As the society coming into the information period, and the comprehensive application of the computer network and computer technology, the database in every industry accumulates substantive data increasingly. How to use these data and pick up useful information or knowledge from them to guide the production and distribution of the enterprises comes into being and develops a new computer technology—Data Mining Technology which is widely used and has tremendous practicality. Along with the popularization of Internet, the network data increase endlessly with a great deal of semi-structured data appears. The semi-structured data is preferred of the data storage and data exchange as its scalability, self-describing and dynamically. It provides flexibility for system implementation and makes convenience for resource share between corporations.
     The characteristic of semi-structured data lacking of rigid and integrated structure makes it include content and structure information, its structure may be connotative, even being modified constantly. Therefor, it needs to design data models which can better describe semi-structure data characteristic based on data analysis requirement. The well designed models can establish the stability bases for data storage, indexing construction optimization query and knowledge discovery. Besides, as the flexibility of semi-strutured data, there are many problems while doing application analysis, such as data skewness, obscurity of clustering boundary, clustering boundary noises, it needs to design reasonable semi-structure data mining algorithms solving these problems. The structure and content of semi-structured data may be modified continuously and exhibit highly dynamic characteristic. The changes of structure and content can definetly reflect the change rules in time. How to find out the dynamics structure from the history changing process, and how to make use of the dynamic structures and information to do semi-structured data analysis work along with the clustering and classification method. These will be great signification to better use the flexibility and dynamic of semi-structured data.

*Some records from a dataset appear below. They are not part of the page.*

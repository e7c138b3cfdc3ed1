//! Configuration for the tabterm binary.
//!
//! TOML-based configuration file loading and saving. The default path is
//! `~/.config/tabterm/config.toml`.

use std::fs;
use std::path::{Path, PathBuf};

use anyhow::{Context, Result};
use serde::{Deserialize, Serialize};
use thiserror::Error;
use transport::TermSize;

use crate::channel::{SessionOptions, DEFAULT_HOST, DEFAULT_TERM_TYPE};

/// Configuration validation errors.
#[derive(Debug, Error, PartialEq)]
pub enum ConfigError {
    #[error("terminal size must be at least 1x1, got {cols}x{rows}")]
    InvalidTermSize { cols: u16, rows: u16 },

    #[error("log level must be one of: trace, debug, info, warn, error; got {0}")]
    InvalidLogLevel(String),

    #[error("shell path does not exist: {0}")]
    InvalidShellPath(String),
}

/// Valid log level values for tracing configuration.
const VALID_LOG_LEVELS: &[&str] = &["trace", "debug", "info", "warn", "error"];

/// Main configuration structure for tabterm.
#[derive(Debug, Clone, Serialize, Deserialize, PartialEq, Default)]
#[serde(default)]
pub struct Config {
    /// Where new sessions connect.
    pub connection: ConnectionConfig,

    /// Terminal defaults for new sessions.
    pub terminal: TerminalConfig,

    /// Logging configuration.
    pub log: LogConfig,
}

/// Connection defaults.
#[derive(Debug, Clone, Serialize, Deserialize, PartialEq)]
#[serde(default)]
pub struct ConnectionConfig {
    /// Host new sessions connect to.
    pub host: String,

    /// Terminal type reported to the remote side.
    pub term_type: String,
}

/// Terminal defaults.
#[derive(Debug, Clone, Serialize, Deserialize, PartialEq)]
#[serde(default)]
pub struct TerminalConfig {
    /// Initial width in columns.
    pub cols: u16,

    /// Initial height in rows.
    pub rows: u16,

    /// Program to run instead of the login shell.
    pub shell: Option<String>,
}

/// Logging configuration.
#[derive(Debug, Clone, Serialize, Deserialize, PartialEq)]
#[serde(default)]
pub struct LogConfig {
    /// Logging level (trace, debug, info, warn, error).
    pub level: String,
}

impl Default for ConnectionConfig {
    fn default() -> Self {
        Self {
            host: DEFAULT_HOST.to_string(),
            term_type: DEFAULT_TERM_TYPE.to_string(),
        }
    }
}

impl Default for TerminalConfig {
    fn default() -> Self {
        Self {
            cols: 80,
            rows: 24,
            shell: None,
        }
    }
}

impl Default for LogConfig {
    fn default() -> Self {
        Self {
            level: "info".to_string(),
        }
    }
}

impl Config {
    /// Returns the default configuration file path, if the platform has a
    /// config directory.
    pub fn default_path() -> Option<PathBuf> {
        dirs::config_dir().map(|dir| dir.join("tabterm").join("config.toml"))
    }

    /// Loads configuration from `path`.
    pub fn load(path: &Path) -> Result<Self> {
        let contents = fs::read_to_string(path)
            .with_context(|| format!("failed to read config file {}", path.display()))?;
        let config = toml::from_str(&contents)
            .with_context(|| format!("failed to parse config file {}", path.display()))?;
        Ok(config)
    }

    /// Loads configuration from the default path, falling back to defaults
    /// when no file exists.
    pub fn load_default() -> Result<Self> {
        match Self::default_path() {
            Some(path) if path.exists() => Self::load(&path),
            _ => Ok(Self::default()),
        }
    }

    /// Saves the configuration to `path`, creating parent directories.
    pub fn save(&self, path: &Path) -> Result<()> {
        if let Some(parent) = path.parent() {
            fs::create_dir_all(parent)
                .with_context(|| format!("failed to create config directory {}", parent.display()))?;
        }
        let contents = toml::to_string_pretty(self).context("failed to serialize configuration")?;
        fs::write(path, contents)
            .with_context(|| format!("failed to write config file {}", path.display()))?;
        Ok(())
    }

    /// Validates the configuration values.
    pub fn validate(&self) -> std::result::Result<(), ConfigError> {
        if self.terminal.cols == 0 || self.terminal.rows == 0 {
            return Err(ConfigError::InvalidTermSize {
                cols: self.terminal.cols,
                rows: self.terminal.rows,
            });
        }
        if !VALID_LOG_LEVELS.contains(&self.log.level.as_str()) {
            return Err(ConfigError::InvalidLogLevel(self.log.level.clone()));
        }
        if let Some(shell) = &self.terminal.shell {
            if !Path::new(shell).exists() {
                return Err(ConfigError::InvalidShellPath(shell.clone()));
            }
        }
        Ok(())
    }

    /// Builds session options from the configured defaults.
    ///
    /// `host` overrides the configured host when given.
    pub fn session_options(&self, host: Option<&str>) -> SessionOptions {
        SessionOptions {
            host: host.unwrap_or(&self.connection.host).to_string(),
            program: self.terminal.shell.clone(),
            term_type: self.connection.term_type.clone(),
            size: TermSize::new(self.terminal.cols, self.terminal.rows),
        }
    }
}
//! Typed events flowing between bridge tasks, the registry, and the shell.
//!
//! Bridge tasks fan in [`SessionEvent`]s to the registry; the registry
//! applies them to its own state and fans out [`ShellEvent`]s for the UI
//! shell to render. Per session, both queues are strictly ordered; across
//! sessions, interleaving is unconstrained.

use bytes::Bytes;

use crate::session::SessionId;

/// Opaque token the UI shell may attach to a session.
///
/// The core never interprets it; it is echoed back on [`ShellEvent::Data`]
/// and [`ShellEvent::Closed`] so the shell can route events to whatever it
/// uses to render the session.
#[derive(Debug, Clone, Copy, PartialEq, Eq, Hash)]
pub struct DisplayHandle(pub u64);

/// Event emitted by a session's bridge task into the registry fan-in queue.
#[derive(Debug)]
pub struct SessionEvent {
    /// Session the event belongs to.
    pub id: SessionId,

    /// What happened.
    pub payload: SessionPayload,
}

/// Payload of a [`SessionEvent`].
#[derive(Debug)]
pub enum SessionPayload {
    /// Bytes received from the remote program, in transport order.
    Data(Bytes),

    /// The channel finished teardown. Fires exactly once per session;
    /// `reason` is `None` for a clean close.
    Closed { reason: Option<String> },
}

/// Notification delivered to the UI shell by
/// [`SessionRegistry::next_event`](crate::registry::SessionRegistry::next_event).
#[derive(Debug, Clone)]
pub enum ShellEvent {
    /// Output to render for a session.
    Data {
        /// Session the output belongs to.
        id: SessionId,
        /// Display token the shell attached, if any.
        display: Option<DisplayHandle>,
        /// The received bytes, in transport order.
        bytes: Bytes,
    },

    /// A session reached `Closed` and left the registry.
    Closed {
        /// The closed session.
        id: SessionId,
        /// Display token the shell attached, if any.
        display: Option<DisplayHandle>,
        /// `None` for a clean close, otherwise the captured failure.
        reason: Option<String>,
    },

    /// The active selection changed. `None` means no session is left.
    Selected {
        /// The newly selected session, if any.
        id: Option<SessionId>,
    },
}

     Along with the expanding of data scale and the increasing of analysis requirement, it needs to develop many kinds of data analyzing tools and data mining systems. By mining the history data, it can build decision rules to instruct the management or development and make more economy benefit for corporation. Data mining is face to application at the beginning, and no other than the widely using and popularization, it can promote the researches on data mining theory contrarily.
     The main results obtained by this thesis are summarized as follows:
     1) We analyze the current research work of the semi-structured data model and data mining work. By the analysis of relevant literatures, we summarize the characteristic of semi-structured data and data scheme which has been put forward, and point out the worse description while doing with the application. From the application of semi-structured data, we present the problem of data skewness, obscurity of clustering boundary, etc. Then, we sum up the research work on feature extraction, frequent structure discovery, document clustering and classification; introduce the characteristic of the popularity data mining system. All the reference reading work makes the bases for this thesis.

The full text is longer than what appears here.